Report and photos of Paul Sutton's visit to the Mayo and Cleveland Clinics

The Mayo Clinic has been consistently ranked as the leading hospital in the United States, and is home to arguably the most prestigious gastroenterology and GI surgery unit in the world. Having visited the hospital in May of this year it was clear to see why. To be upfront I believe the largest strength of the department, and indeed the institution, is its ruthless commitment to the integration of patient care, research and education. Indeed this was the cornerstone upon which the hospital was founded by Charles and William Mayo in 1889, and is evident in the three overlapping shields on the institutional logo.
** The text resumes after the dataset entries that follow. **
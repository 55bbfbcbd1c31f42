//! 設定管理モジュール
//!
//! 読み上げ設定（共有ストアに平坦なキーで保存され、変更通知でキャッシュを更新する）と、
//! パイプラインの調整値・VOICEVOX接続・ログ設定をまとめたTOML設定ファイルを扱う。

use std::collections::HashSet;
use std::fs;
use std::path::PathBuf;
use std::sync::Arc;

use anyhow::{Context, Result};
use directories::ProjectDirs;
use parking_lot::RwLock;
use serde::{Deserialize, Serialize};
use serde_json::Value;
use thiserror::Error;
use tokio::sync::broadcast::error::RecvError;
use tokio::task::JoinHandle;
use tracing::{debug, info, warn};

use crate::lock::LockSettings;
use crate::logging::LogConfig;
use crate::recency::RecencyWindow;
use crate::store::{SharedStore, StoreChange, StoreError};
use crate::synthesis::voicevox::VoicevoxConfig;
use crate::text;

/// 共有ストア上の設定キー
pub const CONFIG_KEYS: &[&str] = &[
    "enabled",
    "speakerId",
    "speed",
    "volume",
    "maxLength",
    "readName",
    "ignoreCommand",
    "skipTime",
    "blockList",
    "audioDeviceId",
    "dictionary",
];

/// 設定値のエラー
#[derive(Debug, Error)]
pub enum ConfigError {
    #[error("設定値 '{key}' の型が不正です: {source}")]
    InvalidValue {
        key: String,
        #[source]
        source: serde_json::Error,
    },

    #[error("設定の保存に失敗しました: {0}")]
    Store(#[from] StoreError),
}

/// 読み上げ辞書の置換ルール
#[derive(Debug, Clone, PartialEq, Eq, Serialize, Deserialize, Default)]
pub struct DictionaryRule {
    #[serde(default)]
    pub from: String,
    #[serde(default)]
    pub to: String,
}

impl DictionaryRule {
    pub fn new(from: &str, to: &str) -> Self {
        Self {
            from: from.to_string(),
            to: to.to_string(),
        }
    }
}

/// 読み上げ設定
#[derive(Debug, Clone, PartialEq, Serialize, Deserialize)]
#[serde(rename_all = "camelCase", default)]
pub struct ReaderConfig {
    /// 読み上げ有効
    pub enabled: bool,
    /// VOICEVOX話者ID
    pub speaker_id: i64,
    /// 話速
    pub speed: f64,
    /// 音量
    pub volume: f64,
    /// 読み上げ最大文字数
    pub max_length: usize,
    /// 投稿者名を読み上げる
    pub read_name: bool,
    /// `!`で始まるコマンドを読み上げない
    pub ignore_command: bool,
    /// 起動・復帰直後に読み上げを控える秒数
    pub skip_time: f64,
    /// ブロックするユーザー名（カンマ・改行区切り）
    pub block_list: String,
    /// 出力デバイス（空なら既定デバイス）
    pub audio_device_id: String,
    /// 読み上げ辞書（上から順に適用）
    pub dictionary: Vec<DictionaryRule>,
}

impl Default for ReaderConfig {
    fn default() -> Self {
        Self {
            enabled: true,
            speaker_id: 3,
            speed: 1.0,
            volume: 1.0,
            max_length: 70,
            read_name: false,
            ignore_command: true,
            skip_time: 3.0,
            block_list: String::new(),
            audio_device_id: String::new(),
            dictionary: Vec::new(),
        }
    }
}

fn parse_value<T: serde::de::DeserializeOwned>(key: &str, value: &Value) -> Result<T, ConfigError> {
    serde_json::from_value(value.clone()).map_err(|source| ConfigError::InvalidValue {
        key: key.to_string(),
        source,
    })
}

impl ReaderConfig {
    /// 1キー分の値を反映（`None`は削除扱いで既定値に戻す）
    ///
    /// 設定キー以外は`Ok(false)`。型が合わない値は反映せずエラーを返す。
    pub fn apply_value(&mut self, key: &str, value: Option<&Value>) -> Result<bool, ConfigError> {
        let defaults = ReaderConfig::default();
        let Some(value) = value else {
            return self.reset_key(key, defaults);
        };

        match key {
            "enabled" => self.enabled = parse_value(key, value)?,
            "speakerId" => self.speaker_id = parse_value(key, value)?,
            "speed" => self.speed = parse_value(key, value)?,
            "volume" => self.volume = parse_value(key, value)?,
            "maxLength" => self.max_length = parse_value(key, value)?,
            "readName" => self.read_name = parse_value(key, value)?,
            "ignoreCommand" => self.ignore_command = parse_value(key, value)?,
            "skipTime" => self.skip_time = parse_value(key, value)?,
            "blockList" => self.block_list = parse_value(key, value)?,
            "audioDeviceId" => self.audio_device_id = parse_value(key, value)?,
            "dictionary" => self.dictionary = parse_value(key, value)?,
            _ => return Ok(false),
        }
        Ok(true)
    }

    fn reset_key(&mut self, key: &str, defaults: ReaderConfig) -> Result<bool, ConfigError> {
        match key {
            "enabled" => self.enabled = defaults.enabled,
            "speakerId" => self.speaker_id = defaults.speaker_id,
            "speed" => self.speed = defaults.speed,
            "volume" => self.volume = defaults.volume,
            "maxLength" => self.max_length = defaults.max_length,
            "readName" => self.read_name = defaults.read_name,
            "ignoreCommand" => self.ignore_command = defaults.ignore_command,
            "skipTime" => self.skip_time = defaults.skip_time,
            "blockList" => self.block_list = defaults.block_list,
            "audioDeviceId" => self.audio_device_id = defaults.audio_device_id,
            "dictionary" => self.dictionary = defaults.dictionary,
            _ => return Ok(false),
        }
        Ok(true)
    }

    /// キーごとの値に展開
    pub fn to_entries(&self) -> Result<Vec<(String, Value)>, ConfigError> {
        let value = serde_json::to_value(self).map_err(|source| ConfigError::InvalidValue {
            key: "*".to_string(),
            source,
        })?;
        Ok(match value {
            Value::Object(map) => map.into_iter().collect(),
            _ => Vec::new(),
        })
    }

    /// 起動猶予期間
    pub fn skip_duration(&self) -> std::time::Duration {
        if self.skip_time.is_finite() && self.skip_time > 0.0 {
            // 表現できない長さは上限に丸める
            std::time::Duration::try_from_secs_f64(self.skip_time)
                .unwrap_or(std::time::Duration::MAX)
        } else {
            std::time::Duration::ZERO
        }
    }

    /// ブロックリストを正規化済みの集合にする
    pub fn blocked_names(&self) -> HashSet<String> {
        parse_block_list(&self.block_list)
    }
}

/// ブロックリスト文字列（カンマ・改行区切り）を正規化済みの名前集合にする
pub fn parse_block_list(raw: &str) -> HashSet<String> {
    raw.split([',', '\n', '\r'])
        .map(text::normalize_display_name)
        .filter(|name| !name.is_empty())
        .collect()
}

/// 大量再描画時の扱い
#[derive(Debug, Clone, Copy, PartialEq, Eq, Serialize, Deserialize)]
#[serde(tag = "mode", rename_all = "snake_case")]
pub enum MassRedrawPolicy {
    /// 全候補を既読にして読み上げない
    MarkAllRead,
    /// 末尾の`limit`件だけ処理し、残りは既読にする
    ProcessMostRecent { limit: usize },
}

impl Default for MassRedrawPolicy {
    fn default() -> Self {
        Self::MarkAllRead
    }
}

/// 大量再描画ガード
#[derive(Debug, Clone, Copy, PartialEq, Eq, Serialize, Deserialize)]
#[serde(default)]
pub struct MassRedrawSettings {
    /// この件数以上の同時候補を再描画とみなす
    pub threshold: usize,
    pub policy: MassRedrawPolicy,
}

impl Default for MassRedrawSettings {
    fn default() -> Self {
        Self {
            threshold: 50,
            policy: MassRedrawPolicy::default(),
        }
    }
}

/// パイプラインの調整値
#[derive(Debug, Clone, Copy, PartialEq, Serialize, Deserialize)]
#[serde(default)]
pub struct PipelineSettings {
    /// 履歴の保持期間（ミリ秒）
    pub history_retention_ms: i64,
    /// 内容由来シグネチャの重複判定窓（ミリ秒）
    pub dedup_window_ms: i64,
    /// 安定判定の再確認間隔（ミリ秒）
    pub stable_check_delay_ms: u64,
    /// 安定判定の最大試行回数
    pub stable_max_tries: u32,
    /// 中継リクエストのタイムアウト（ミリ秒）
    pub relay_timeout_ms: u64,
    pub mass_redraw: MassRedrawSettings,
    pub recency: RecencyWindow,
    pub lock: LockSettings,
}

impl Default for PipelineSettings {
    fn default() -> Self {
        Self {
            history_retention_ms: 180_000,
            dedup_window_ms: 3000,
            stable_check_delay_ms: 100,
            stable_max_tries: 12,
            relay_timeout_ms: 10_000,
            mass_redraw: MassRedrawSettings::default(),
            recency: RecencyWindow::default(),
            lock: LockSettings::default(),
        }
    }
}

/// 読み上げ設定のキャッシュ
///
/// 共有ストアの変更通知を受けてその場で更新する。読み取り側は`snapshot()`で
/// その時点の値を取り出して使う。
#[derive(Debug, Clone, Default)]
pub struct ConfigHandle {
    inner: Arc<RwLock<ReaderConfig>>,
}

impl ConfigHandle {
    pub fn new(config: ReaderConfig) -> Self {
        Self {
            inner: Arc::new(RwLock::new(config)),
        }
    }

    /// 現在の設定の複製
    pub fn snapshot(&self) -> ReaderConfig {
        self.inner.read().clone()
    }

    /// 設定を直接更新
    pub fn update(&self, f: impl FnOnce(&mut ReaderConfig)) {
        f(&mut self.inner.write());
    }

    /// ストア変更通知を反映（設定キーでなければ何もしない）
    pub fn apply_change(&self, change: &StoreChange) -> bool {
        match self
            .inner
            .write()
            .apply_value(&change.key, change.new_value.as_ref())
        {
            Ok(applied) => {
                if applied {
                    debug!(key = %change.key, "🔧 設定を更新");
                }
                applied
            }
            Err(e) => {
                warn!(error = %e, "⚠️ 設定変更を無視しました");
                false
            }
        }
    }

    /// ストアから全設定キーを読み込む
    pub async fn load_from_store(&self, store: &dyn SharedStore) -> Result<(), StoreError> {
        for key in CONFIG_KEYS {
            let value = store.get(key).await?;
            if let Some(value) = value {
                if let Err(e) = self.inner.write().apply_value(key, Some(&value)) {
                    warn!(error = %e, "⚠️ 保存済み設定を読み込めませんでした");
                }
            }
        }
        info!("✅ 読み上げ設定を読み込みました");
        Ok(())
    }

    /// 現在の設定を全キー分ストアへ書き込む
    pub async fn save_to_store(&self, store: &dyn SharedStore) -> Result<(), ConfigError> {
        let entries = self.snapshot().to_entries()?;
        for (key, value) in entries {
            store.set(&key, value).await?;
        }
        info!("💾 読み上げ設定を保存しました");
        Ok(())
    }

    /// ストア変更通知の購読タスクを開始
    pub fn spawn_sync(&self, store: &dyn SharedStore) -> JoinHandle<()> {
        let handle = self.clone();
        let mut changes = store.subscribe();
        tokio::spawn(async move {
            loop {
                match changes.recv().await {
                    Ok(change) => {
                        handle.apply_change(&change);
                    }
                    Err(RecvError::Lagged(skipped)) => {
                        warn!(skipped = skipped, "⚠️ 設定変更通知を取りこぼしました");
                    }
                    Err(RecvError::Closed) => break,
                }
            }
        })
    }
}

/// アプリケーション設定（TOMLファイル）
#[derive(Debug, Clone, Default, Serialize, Deserialize)]
pub struct AppConfig {
    /// 読み上げ設定の初期値
    #[serde(default)]
    pub reader: ReaderConfig,

    /// パイプライン調整値
    #[serde(default)]
    pub pipeline: PipelineSettings,

    /// VOICEVOX接続設定
    #[serde(default)]
    pub voicevox: VoicevoxConfig,

    /// ログ設定
    #[serde(default)]
    pub log: LogConfig,
}

/// 設定管理マネージャー
pub struct ConfigManager {
    config_path: PathBuf,
}

impl ConfigManager {
    /// 新しい設定マネージャーを作成
    pub fn new() -> Result<Self> {
        let config_path = Self::get_config_path()?;

        // 設定ディレクトリを作成（存在しない場合）
        if let Some(parent) = config_path.parent() {
            fs::create_dir_all(parent).with_context(|| {
                format!("Failed to create config directory: {}", parent.display())
            })?;
        }

        Ok(Self { config_path })
    }

    /// 指定パスの設定ファイルを使う
    pub fn with_path(config_path: impl Into<PathBuf>) -> Self {
        Self {
            config_path: config_path.into(),
        }
    }

    /// XDGディレクトリに基づく設定ファイルパスを取得
    fn get_config_path() -> Result<PathBuf> {
        let project_dirs = ProjectDirs::from("dev", "sifyfy", "chatvox")
            .context("Failed to get project directories")?;

        let config_file = project_dirs.config_dir().join("config.toml");
        debug!("Config file path: {}", config_file.display());

        Ok(config_file)
    }

    /// 設定を読み込み
    pub fn load_config(&self) -> Result<AppConfig> {
        if !self.config_path.exists() {
            info!(
                "Config file not found, using default settings: {}",
                self.config_path.display()
            );
            return Ok(AppConfig::default());
        }

        let config_content = fs::read_to_string(&self.config_path).with_context(|| {
            format!("Failed to read config file: {}", self.config_path.display())
        })?;

        let config: AppConfig = toml::from_str(&config_content).with_context(|| {
            format!(
                "Failed to parse config file: {}",
                self.config_path.display()
            )
        })?;

        info!(
            "✅ Configuration loaded from: {}",
            self.config_path.display()
        );

        Ok(config)
    }

    /// 設定を保存
    pub fn save_config(&self, config: &AppConfig) -> Result<()> {
        let config_content =
            toml::to_string_pretty(config).context("Failed to serialize config")?;

        if let Some(parent) = self.config_path.parent() {
            fs::create_dir_all(parent).with_context(|| {
                format!("Failed to create config directory: {}", parent.display())
            })?;
        }

        fs::write(&self.config_path, config_content).with_context(|| {
            format!(
                "Failed to write config file: {}",
                self.config_path.display()
            )
        })?;

        info!("💾 Configuration saved to: {}", self.config_path.display());

        Ok(())
    }

    /// 設定ファイルパスを取得
    pub fn config_file_path(&self) -> &PathBuf {
        &self.config_path
    }
}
But what does this mean for patients? Yes the attending doctors that work at the Clinic are amongst the most committed, dedicated and able I have had the pleasure of working alongside, but the most striking features are of the infrastructure in which they work. Firstly they are surrounded by an incredible team of people. Everybody who works at the Mayo Clinic are selected for being amongst the best at what they do, including a famous restauranteur who now runs the hospital canteen, concierges who have worked in some of the top hotels in the world, and telephonists who undergo a two day selection process for employment. The services that support patient care include a 24 hour interventional radiology service, hot reporting of frozen sections for all(!) surgical specimens in theatre and a very knowledgeable team of nurses, nurse practitioners and physicians' assistants who care for the inpatients in spacious and well appointed single patient rooms.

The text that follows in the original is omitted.